What carries the argument
Unified action space rule modeling inside a Group Relative Policy Optimization loop that updates the vision-language model from a few thousand multi-platform demonstrations.
If this is right
- GUI agents can be trained for new platforms with orders-of-magnitude less labeled data.
- Policy optimization can replace or augment supervised fine-tuning for high-level interface tasks.
- A single model can handle mobile, desktop, and web environments after exposure to a modest shared dataset.
- Real-world deployment of GUI agents becomes feasible with smaller, platform-agnostic training corpora.
Where Pith is reading between the lines
- The same reinforcement recipe might extend to other embodied control domains that currently rely on massive supervised datasets.
- If the unified action space proves robust, future work could test whether it supports zero-shot transfer between entirely different interface styles.
- Developers might experiment with mixing the 3K seed set with synthetic trajectories generated by the model itself to further reduce human curation effort.
- The reported gains suggest that reasoning-style reinforcement loops can improve perception-action loops even when the input is a screenshot rather than text.
Load-bearing premise
A small set of carefully chosen high-quality examples plus a shared action vocabulary is enough for the model to handle new interfaces without large-scale supervised training.
What would settle it
A new benchmark interface where GUI-R1 accuracy falls below the accuracy of a supervised model trained on the same 3K examples or where the performance gap to OS-Atlas disappears.
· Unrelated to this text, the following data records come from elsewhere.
//! Watcher Implementation
//!
//! A Watcher is the reference [`Subscriber`]: it evaluates a getter while
//! acting as the active target, remembers which Deps the getter touched, and
//! re-evaluates when any of them notifies.
//!
//! # How Watchers Work
//!
//! 1. On creation (unless lazy), the getter runs to establish initial
//!    dependencies.
//!
//! 2. During each evaluation, Deps are collected into a fresh set. A Dep
//!    touched several times is recorded once.
//!
//! 3. After the evaluation, the watcher unsubscribes from every Dep it held
//!    before but did not touch this time, then swaps the fresh set in.
//!
//! # Lazy Watchers
//!
//! A lazy watcher backs a computed value. `update` only marks it dirty; the
//! next [`read`](Watcher::read) re-evaluates and, when another subscriber is
//! active, forwards the lazy watcher's Deps to that subscriber.
//!
//! # Scheduling
//!
//! `update` runs synchronously. Batching and deduplication across a tick
//! belong to a scheduler layered on top.
//!
//! # Lifetime
//!
//! Deps only hold watchers weakly, so a watcher lives as long as its owner
//! keeps the returned `Rc`. Dropping it stops further runs just like
//! [`teardown`](Watcher::teardown) does.

use std::cell::{Cell, RefCell};
use std::collections::HashSet;
use std::fmt;
use std::rc::{Rc, Weak};

use super::dep::{Dep, DepId};
use super::runtime::Runtime;
use super::subscriber::{Subscriber, SubscriberId};
use super::traverse::traverse;
use crate::error::Result;
use crate::value::Value;

type WatchGetter = Box<dyn Fn(&Runtime) -> Result<Value>>;
type WatchCallback = Box<dyn Fn(&Value, &Value) -> Result<()>>;

/// Options for creating a [`Watcher`].
#[derive(Debug, Clone, Copy, Default)]
pub struct WatcherOptions {
    /// Traverse the produced value so nested changes also trigger.
    pub deep: bool,

    /// Do not evaluate until read; `update` only marks the watcher dirty.
    pub lazy: bool,
}

/// A computation that re-runs when the reactive values it read change.
pub struct Watcher {
    id: SubscriberId,
    this: Weak<Watcher>,
    runtime: Runtime,
    getter: WatchGetter,
    callback: Option<WatchCallback>,
    options: WatcherOptions,
    value: RefCell<Value>,
    dirty: Cell<bool>,
    active: Cell<bool>,
    deps: RefCell<Vec<Dep>>,
    dep_ids: RefCell<HashSet<DepId>>,
    new_deps: RefCell<Vec<Dep>>,
    new_dep_ids: RefCell<HashSet<DepId>>,
    run_count: Cell<usize>,
}

impl Watcher {
    /// Create a watcher and, unless it is lazy, evaluate it immediately.
    pub fn new<F>(runtime: &Runtime, getter: F, options: WatcherOptions) -> Result<Rc<Self>>
    where
        F: Fn(&Runtime) -> Result<Value> + 'static,
    {
        Self::build(runtime, Box::new(getter), None, options)
    }

    /// Create a watcher that calls `callback(new, old)` after each re-run
    /// that produced a different value (or any object value, or in deep mode).
    pub fn with_callback<F, C>(
        runtime: &Runtime,
        getter: F,
        callback: C,
        options: WatcherOptions,
    ) -> Result<Rc<Self>>
    where
        F: Fn(&Runtime) -> Result<Value> + 'static,
        C: Fn(&Value, &Value) -> Result<()> + 'static,
    {
        Self::build(runtime, Box::new(getter), Some(Box::new(callback)), options)
    }

    fn build(
        runtime: &Runtime,
        getter: WatchGetter,
        callback: Option<WatchCallback>,
        options: WatcherOptions,
    ) -> Result<Rc<Self>> {
        let watcher = Rc::new_cyclic(|this| Self {
            id: SubscriberId::new(),
            this: this.clone(),
            runtime: runtime.clone(),
            getter,
            callback,
            options,
            value: RefCell::new(Value::Undefined),
            dirty: Cell::new(options.lazy),
            active: Cell::new(true),
            deps: RefCell::new(Vec::new()),
            dep_ids: RefCell::new(HashSet::new()),
            new_deps: RefCell::new(Vec::new()),
            new_dep_ids: RefCell::new(HashSet::new()),
            run_count: Cell::new(0),
        });

        if !options.lazy {
            let value = watcher.get()?;
            *watcher.value.borrow_mut() = value;
        }
        Ok(watcher)
    }

    pub fn id(&self) -> SubscriberId {
        self.id
    }

    /// Evaluate the getter as the active target and collect dependencies.
    ///
    /// The previous target is restored and stale dependencies are dropped
    /// even when the getter fails.
    pub fn get(&self) -> Result<Value> {
        let result = match self.this.upgrade() {
            Some(this) => {
                let _guard = self.runtime.enter(this);
                let result = (self.getter)(&self.runtime);
                if let (Ok(value), true) = (&result, self.options.deep) {
                    traverse(&self.runtime, value);
                }
                result
            }
            None => (self.getter)(&self.runtime),
        };
        self.cleanup_deps();
        self.run_count.set(self.run_count.get() + 1);
        result
    }

    /// Re-evaluate and fire the callback if the value changed.
    pub fn run(&self) -> Result<()> {
        if !self.active.get() {
            return Ok(());
        }

        let value = self.get()?;
        let old = self.value.replace(value.clone());
        let changed = !value.strict_eq(&old) || value.is_object_like() || self.options.deep;
        if changed {
            if let Some(callback) = &self.callback {
                callback(&value, &old)?;
            }
        }
        Ok(())
    }

    /// Evaluate a lazy watcher and clear its dirty flag.
    pub fn evaluate(&self) -> Result<Value> {
        let value = self.get()?;
        *self.value.borrow_mut() = value.clone();
        self.dirty.set(false);
        Ok(value)
    }

    /// Read the watcher as a computed value.
    ///
    /// Re-evaluates if dirty. If another subscriber is active, it is made to
    /// depend on everything this watcher depends on.
    pub fn read(&self) -> Result<Value> {
        if self.dirty.get() {
            self.evaluate()?;
        }
        if self.runtime.is_tracking() {
            self.depend();
        }
        Ok(self.value.borrow().clone())
    }

    /// Forward every Dep of this watcher to the active target.
    pub fn depend(&self) {
        let deps = self.deps.borrow().clone();
        for dep in deps {
            dep.depend(&self.runtime);
        }
    }

    /// Unsubscribe from every Dep. The watcher never runs again.
    pub fn teardown(&self) {
        if self.active.replace(false) {
            for dep in self.deps.borrow().iter() {
                dep.remove_sub(self.id);
            }
        }
    }

    /// The most recently computed value.
    pub fn value(&self) -> Value {
        self.value.borrow().clone()
    }

    pub fn is_dirty(&self) -> bool {
        self.dirty.get()
    }

    pub fn is_active(&self) -> bool {
        self.active.get()
    }

    /// Number of times the getter has been evaluated.
    pub fn run_count(&self) -> usize {
        self.run_count.get()
    }

    /// Number of distinct Deps collected by the last evaluation.
    pub fn dependency_count(&self) -> usize {
        self.deps.borrow().len()
    }

    fn cleanup_deps(&self) {
        {
            let fresh = self.new_dep_ids.borrow();
            for dep in self.deps.borrow().iter() {
                if !fresh.contains(&dep.id()) {
                    dep.remove_sub(self.id);
                }
            }
        }

        std::mem::swap(&mut *self.dep_ids.borrow_mut(), &mut *self.new_dep_ids.borrow_mut());
        self.new_dep_ids.borrow_mut().clear();
        std::mem::swap(&mut *self.deps.borrow_mut(), &mut *self.new_deps.borrow_mut());
        self.new_deps.borrow_mut().clear();
    }
}

impl Subscriber for Watcher {
    fn id(&self) -> SubscriberId {
        self.id
    }

    fn add_dep(self: Rc<Self>, dep: &Dep) {
        let id = dep.id();
        if !self.new_dep_ids.borrow_mut().insert(id) {
            return;
        }
        self.new_deps.borrow_mut().push(dep.clone());
        if !self.dep_ids.borrow().contains(&id) {
            dep.add_sub(self);
        }
    }

    fn update(&self) -> Result<()> {
        if self.options.lazy {
            self.dirty.set(true);
            Ok(())
        } else {
            self.run()
        }
    }
}

impl fmt::Debug for Watcher {
    fn fmt(&self, f: &mut fmt::Formatter<'_>) -> fmt::Result {
        f.debug_struct("Watcher")
            .field("id", &self.id)
            .field("run_count", &self.run_count())
            .field("dependency_count", &self.dependency_count())
            .field("active", &self.is_active())
            .finish()
    }
}

// ----------------------------------------------------------------------------
// Tests
// ----------------------------------------------------------------------------

#[cfg(test)]
mod tests {
    use super::*;
    use crate::error::ReactiveError;
    use crate::value::ObjectRef;

    fn state(runtime: &Runtime) -> ObjectRef {
        let obj = ObjectRef::from_entries([
            ("a", Value::from(1)),
            ("b", Value::from(2)),
            ("flag", Value::from(true)),
        ]);
        runtime.observe(&Value::from(obj.clone()), false);
        obj
    }

    fn watch_a(runtime: &Runtime, obj: &ObjectRef) -> Rc<Watcher> {
        let reader = obj.clone();
        Watcher::new(
            runtime,
            move |rt| Ok(reader.get(rt, "a")),
            WatcherOptions::default(),
        )
        .unwrap()
    }

    #[test]
    fn watcher_runs_on_creation() {
        let runtime = Runtime::default();
        let obj = state(&runtime);
        let watcher = watch_a(&runtime, &obj);

        assert_eq!(watcher.run_count(), 1);
        assert_eq!(watcher.value().as_number(), Some(1.0));
        assert_eq!(watcher.dependency_count(), 1);
    }

    #[test]
    fn watcher_reruns_when_a_dependency_changes() {
        let runtime = Runtime::default();
        let obj = state(&runtime);
        let watcher = watch_a(&runtime, &obj);

        obj.put(&runtime, "a", Value::from(5)).unwrap();
        assert_eq!(watcher.run_count(), 2);
        assert_eq!(watcher.value().as_number(), Some(5.0));

        obj.put(&runtime, "b", Value::from(9)).unwrap();
        assert_eq!(watcher.run_count(), 2);
    }

    #[test]
    fn repeated_reads_record_one_dependency() {
        let runtime = Runtime::default();
        let obj = state(&runtime);
        let reader = obj.clone();
        let watcher = Watcher::new(
            &runtime,
            move |rt| {
                reader.get(rt, "a");
                reader.get(rt, "a");
                Ok(reader.get(rt, "a"))
            },
            WatcherOptions::default(),
        )
        .unwrap();

        assert_eq!(watcher.dependency_count(), 1);
        obj.put(&runtime, "a", Value::from(2)).unwrap();
        assert_eq!(watcher.run_count(), 2);
    }

    #[test]
    fn stale_dependencies_are_dropped() {
        let runtime = Runtime::default();
        let obj = state(&runtime);
        let reader = obj.clone();
        let watcher = Watcher::new(
            &runtime,
            move |rt| {
                let flag = reader.get(rt, "flag");
                Ok(if matches!(flag, Value::Bool(true)) {
                    reader.get(rt, "a")
                } else {
                    reader.get(rt, "b")
                })
            },
            WatcherOptions::default(),
        )
        .unwrap();

        obj.put(&runtime, "flag", Value::from(false)).unwrap();
        assert_eq!(watcher.run_count(), 2);

        // `a` is no longer read, so writing it does nothing.
        obj.put(&runtime, "a", Value::from(100)).unwrap();
        assert_eq!(watcher.run_count(), 2);

        obj.put(&runtime, "b", Value::from(100)).unwrap();
        assert_eq!(watcher.run_count(), 3);
    }

    #[test]
    fn callback_receives_new_and_old_values() {
        let runtime = Runtime::default();
        let obj = state(&runtime);
        let reader = obj.clone();
        let seen = Rc::new(RefCell::new(Vec::new()));
        let sink = seen.clone();
        let _watcher = Watcher::with_callback(
            &runtime,
            move |rt| Ok(reader.get(rt, "a")),
            move |new, old| {
                sink.borrow_mut().push((new.as_number(), old.as_number()));
                Ok(())
            },
            WatcherOptions::default(),
        )
        .unwrap();

        obj.put(&runtime, "a", Value::from(3)).unwrap();
        assert_eq!(*seen.borrow(), vec![(Some(3.0), Some(1.0))]);
    }

    #[test]
    fn teardown_stops_updates() {
        let runtime = Runtime::default();
        let obj = state(&runtime);
        let watcher = watch_a(&runtime, &obj);

        watcher.teardown();
        assert!(!watcher.is_active());
        obj.put(&runtime, "a", Value::from(2)).unwrap();
        assert_eq!(watcher.run_count(), 1);
    }

    #[test]
    fn dropped_watcher_stops_running() {
        let runtime = Runtime::default();
        let obj = state(&runtime);
        let reader = obj.clone();
        let runs = Rc::new(Cell::new(0));
        let counter = runs.clone();
        let watcher = Watcher::new(
            &runtime,
            move |rt| {
                counter.set(counter.get() + 1);
                Ok(reader.get(rt, "a"))
            },
            WatcherOptions::default(),
        )
        .unwrap();

        drop(watcher);
        obj.put(&runtime, "a", Value::from(2)).unwrap();
        assert_eq!(runs.get(), 1);
    }

    #[test]
    fn lazy_watcher_evaluates_on_read() {
        let runtime = Runtime::default();
        let obj = state(&runtime);
        let reader = obj.clone();
        let computed = Watcher::new(
            &runtime,
            move |rt| {
                let a = reader.get(rt, "a").as_number().unwrap_or_default();
                let b = reader.get(rt, "b").as_number().unwrap_or_default();
                Ok(Value::from(a + b))
            },
            WatcherOptions {
                lazy: true,
                ..WatcherOptions::default()
            },
        )
        .unwrap();

        assert_eq!(computed.run_count(), 0);
        assert!(computed.is_dirty());
        assert_eq!(computed.read().unwrap().as_number(), Some(3.0));
        assert_eq!(computed.read().unwrap().as_number(), Some(3.0));
        assert_eq!(computed.run_count(), 1);

        obj.put(&runtime, "a", Value::from(10)).unwrap();
        assert!(computed.is_dirty());
        assert_eq!(computed.run_count(), 1);
        assert_eq!(computed.read().unwrap().as_number(), Some(12.0));
    }

    #[test]
    fn failing_getter_restores_the_target() {
        let runtime = Runtime::default();
        let result = Watcher::new(
            &runtime,
            |_| Err(ReactiveError::subscriber(0, "boom")),
            WatcherOptions::default(),
        );
        assert!(result.is_err());
        assert!(!runtime.is_tracking());
    }
}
read the original abstract
Existing efforts in building Graphical User Interface (GUI) agents largely rely on the training paradigm of supervised fine-tuning on Large Vision-Language Models (LVLMs). However, this approach not only demands extensive amounts of training data but also struggles to effectively understand GUI screenshots and generalize to unseen interfaces. The issue significantly limits its application in real-world scenarios, especially for high-level tasks. Inspired by Reinforcement Fine-Tuning (RFT) in large reasoning models (e.g., DeepSeek-R1), which efficiently enhances the problem-solving capabilities of large language models in real-world settings, we propose \name, the first reinforcement learning framework designed to enhance the GUI capabilities of LVLMs in high-level real-world task scenarios, through unified action space rule modeling. By leveraging a small amount of carefully curated high-quality data across multiple platforms (including Windows, Linux, MacOS, Android, and Web) and employing policy optimization algorithms such as Group Relative Policy Optimization (GRPO) to update the model, \name achieves superior performance using only 0.02\% of the data (3K vs. 13M) compared to previous state-of-the-art methods like OS-Atlas across eight benchmarks spanning three different platforms (mobile, desktop, and web). These results demonstrate the immense potential of reinforcement learning based on unified action space rule modeling in improving the execution capabilities of LVLMs for real-world GUI agent tasks.
Editorial analysis
A structured set of objections, weighed in public.
Referee Report
Summary. The paper proposes GUI-R1, the first R1-style reinforcement learning framework for GUI agents. It trains LVLMs via Group Relative Policy Optimization (GRPO) on a small curated dataset of 3K high-quality trajectories spanning Windows, Linux, macOS, Android, and Web platforms, using a unified action space rule model. The central claim is that this yields superior performance over prior SOTA methods such as OS-Atlas (trained on 13M examples) across eight benchmarks on mobile, desktop, and web, using only 0.02% of the data volume.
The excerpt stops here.